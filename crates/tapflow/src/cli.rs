//! Command-line argument parsing.

use clap::Parser;
use std::path::PathBuf;
use tapflow_core::{StorageScope, TapflowConfig};

/// Command line arguments
#[derive(Parser, Debug)]
#[command(name = "tapflow")]
#[command(about = "Tap along to find the tempo", long_about = None)]
pub struct Args {
    /// Storage area for the settings: local (shared) or session (this run only)
    #[arg(long, value_name = "SCOPE")]
    pub scope: Option<StorageScope>,

    /// Version tag of the stored settings
    #[arg(long, value_name = "TAG")]
    pub version_tag: Option<String>,

    /// JSON file backing the local storage area
    #[arg(long, value_name = "PATH")]
    pub store: Option<PathBuf>,

    /// Keep settings in memory only
    #[arg(long)]
    pub no_persist: bool,

    /// Ignore changes other processes make to the store file
    #[arg(long)]
    pub no_watch: bool,

    /// Log level (error, warn, info, debug, trace)
    #[arg(long, value_name = "LEVEL")]
    pub log_level: Option<String>,

    /// Config file to use instead of the default location
    #[arg(long, value_name = "PATH")]
    pub config: Option<PathBuf>,

    /// Write the effective configuration back to the config file
    #[arg(long)]
    pub save_config: bool,
}

impl Args {
    /// Load the config file and apply the command-line overrides
    pub fn resolve_config(&self) -> TapflowConfig {
        let mut config = match &self.config {
            Some(path) => TapflowConfig::load_from_path(path),
            None => TapflowConfig::load(),
        };
        self.apply(&mut config);
        config
    }

    /// Override config values given on the command line
    pub fn apply(&self, config: &mut TapflowConfig) {
        if let Some(scope) = self.scope {
            config.scope = scope;
        }
        if let Some(version) = &self.version_tag {
            config.version = version.clone();
        }
        if let Some(store) = &self.store {
            config.store_path = Some(store.clone());
        }
        if self.no_watch {
            config.watch_store = false;
        }
        if let Some(level) = &self.log_level {
            config.log.level = level.clone();
        }
    }
}

#[cfg(test)]
mod tests {
    use super::*;

    #[test]
    fn test_flags_override_config() {
        let args = Args::parse_from([
            "tapflow",
            "--scope",
            "session",
            "--version-tag",
            "v2",
            "--no-watch",
            "--log-level",
            "debug",
        ]);
        let mut config = TapflowConfig::default();
        args.apply(&mut config);

        assert_eq!(config.scope, StorageScope::Session);
        assert_eq!(config.version, "v2");
        assert!(!config.watch_store);
        assert_eq!(config.log.level, "debug");
    }

    #[test]
    fn test_no_flags_keep_config() {
        let args = Args::parse_from(["tapflow"]);
        let mut config = TapflowConfig {
            version: "v7".to_string(),
            ..Default::default()
        };
        args.apply(&mut config);
        assert_eq!(config.version, "v7");
        assert!(config.watch_store);
    }

    #[test]
    fn test_rejects_unknown_scope() {
        assert!(Args::try_parse_from(["tapflow", "--scope", "disk"]).is_err());
    }
}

========

**TASK PROMPT**
Having read the entries above, repeat them exactly.

**RESULT**
filename crates/tapflow/src/cli.rs
//! Command-line argument parsing.

use clap::Parser;
use std::path::PathBuf;
use tapflow_core::{StorageScope, TapflowConfig};

/// Command line arguments
#[derive(Parser, Debug)]
#[command(name = "tapflow")]
#[command(about = "Tap along to find the tempo", long_about = None)]
pub struct Args {
    /// Storage area for the settings: local (shared) or session (this run only)
    #[arg(long, value_name = "SCOPE")]
    pub scope: Option<StorageScope>,

    /// Version tag of the stored settings
    #[arg(long, value_name = "TAG")]
    pub version_tag: Option<String>,

    /// JSON file backing the local storage area
    #[arg(long, value_name = "PATH")]
    pub store: Option<PathBuf>,

    /// Keep settings in memory only
    #[arg(long)]
    pub no_persist: bool,

    /// Ignore changes other processes make to the store file
    #[arg(long)]
    pub no_watch: bool,

    /// Log level (error, warn, info, debug, trace)
    #[arg(long, value_name = "LEVEL")]
    pub log_level: Option<String>,

    /// Config file to use instead of the default location
    #[arg(long, value_name = "PATH")]
    pub config: Option<PathBuf>,

    /// Write the effective configuration back to the config file
    #[arg(long)]
    pub save_config: bool,
}

impl Args {
    /// Load the config file and apply the command-line overrides
    pub fn resolve_config(&self) -> TapflowConfig {
        let mut config = match &self.config {
            Some(path) => TapflowConfig::load_from_path(path),
            None => TapflowConfig::load(),
        };
        self.apply(&mut config);
        config
    }

    /// Override config values given on the command line
    pub fn apply(&self, config: &mut TapflowConfig) {
        if let Some(scope) = self.scope {
            config.scope = scope;
        }
        if let Some(version) = &self.version_tag {
            config.version = version.clone();
        }
        if let Some(store) = &self.store {
            config.store_path = Some(store.clone());
        }
        if self.no_watch {
            config.watch_store = false;
        }
        if let Some(level) = &self.log_level {
            config.log.level = level.clone();
        }
    }
}

#[cfg(test)]
mod tests {
    use super::*;

    #[test]
    fn test_flags_override_config() {
        let args = Args::parse_from([
            "tapflow",
            "--scope",
            "session",
            "--version-tag",
            "v2",
            "--no-watch",
            "--log-level",
            "debug",
        ]);
        let mut config = TapflowConfig::default();
        args.apply(&mut config);

        assert_eq!(config.scope, StorageScope::Session);
        assert_eq!(config.version, "v2");
        assert!(!config.watch_store);
        assert_eq!(config.log.level, "debug");
    }

    #[test]
    fn test_no_flags_keep_config() {
        let args = Args::parse_from(["tapflow"]);
        let mut config = TapflowConfig {
            version: "v7".to_string(),
            ..Default::default()
        };
        args.apply(&mut config);
        assert_eq!(config.version, "v7");
        assert!(config.watch_store);
    }

    #[test]
    fn test_rejects_unknown_scope() {
        assert!(Args::try_parse_from(["tapflow", "--scope", "disk"]).is_err());
    }
}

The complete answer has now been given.